The helpline - which is supported by the Football Association (FA) and offers support to anyone sexually abused in football as a child - received 50 calls within two hours of opening last week.
The association's chairman, Greg Clarke, has called the scandal "the greatest crisis" he could recall in English football.
The FA has also written to 30,000 football clubs in the wake of the allegations and pledged its full support to the victims.
The hotline is also backed by NSPCC ambassador Wayne Rooney, the England captain. "It's awful that some of my colleagues have suffered this way whilst playing the sport that I and they love," he said. "It's important that people know that it's ok to speak out, there is help available and that they don't need to suffer in silence."
Awaiting a tsunami?
The scale of the abuse began to emerge after ex-football players Andy Woodward, Steve Walters and Paul Stewart revealed last week the abuse they suffered at the hands of youth soccer coaches.
Serial child molester Barry Bennell has been accused by at least 20 footballers of abusing them when he worked for Crewe Alexandra, Manchester City and Stoke City across three decades beginning in the 1970s.
Fifteen police forces across the country are investigating claims of sexual abuse in English soccer.
There are fears Bennell "could be football's answer to Jimmy Savile", The Sun tabloid wrote. "At the heart of the scandal are disturbing claims of a sinister pedophile ring with convicted pervert Bennell at the centre."
There are now fears there was "a nationwide pedophile ring" operating within football, the Daily Mail newspaper said.
Chelsea drawn in
Chelsea have also this week been dragged into the scandal after they reportedly "sanctioned a secret payment to a former youth team footballer who accused the club's ex-chief scout of child sexual abuse," the Daily Telegraph reported.

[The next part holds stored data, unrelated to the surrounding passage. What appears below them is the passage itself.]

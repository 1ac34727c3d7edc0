use crate::presence::RoomPresenceRegistry;
use dashmap::DashMap;
use std::sync::Arc;
use tokio::sync::mpsc;
use tracing::debug;
use trellis_core::{ConnectionId, RoomId, ServerEvent};

/// Addressed, fire-and-forget delivery of server events. The relay owns
/// the map from connection id to outbound sink and nothing else;
/// membership questions are answered by the registry.
///
/// Delivery is at-most-once: a missing or closed sink means the event is
/// silently dropped, never retried.
pub struct SignalingRelay {
    sinks: DashMap<ConnectionId, mpsc::UnboundedSender<ServerEvent>>,
    registry: Arc<RoomPresenceRegistry>,
}

impl SignalingRelay {
    pub fn new(registry: Arc<RoomPresenceRegistry>) -> Self {
        Self {
            sinks: DashMap::new(),
            registry,
        }
    }

    pub fn attach(&self, connection: ConnectionId, tx: mpsc::UnboundedSender<ServerEvent>) {
        self.sinks.insert(connection, tx);
    }

    pub fn detach(&self, connection: &ConnectionId) {
        self.sinks.remove(connection);
    }

    /// Delivers the event to exactly one connection. A no-op when the
    /// target is not attached.
    pub fn unicast(&self, to: &ConnectionId, event: ServerEvent) {
        match self.sinks.get(to) {
            Some(sink) => {
                if sink.send(event).is_err() {
                    debug!(%to, "sink closed, dropping event");
                }
            }
            None => debug!(%to, "no such connection, dropping event"),
        }
    }

    /// Delivers the event to every current member of the room, except
    /// `exclude` when given. Membership is read from the registry at send
    /// time.
    pub fn broadcast(&self, room: &RoomId, event: ServerEvent, exclude: Option<&ConnectionId>) {
        for member in self.registry.members(room) {
            if exclude == Some(&member.connection) {
                continue;
            }
            self.unicast(&member.connection, event.clone());
        }
    }
}
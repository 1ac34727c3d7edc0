mod chat;
mod connection;
mod participant;
mod room;
mod signaling;

pub use chat::ChatMessage;
pub use connection::ConnectionId;
pub use participant::Participant;
pub use room::RoomId;
pub use signaling::{CandidatePayload, ClientMessage, IceServerConfig, ServerEvent};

The payment was made within the past three years and the complaint relates to allegations of sexual assault dating back to the 1970s. The figure at the centre of the claims is reportedly Eddie Heath, Chelsea's influential chief scout for more than a decade, the newspaper reported.
The victim reportedly came forward in the wake of the Jimmy Savile scandal, which saw the entertainer unmasked as one of Britain's worst serial pedophiles.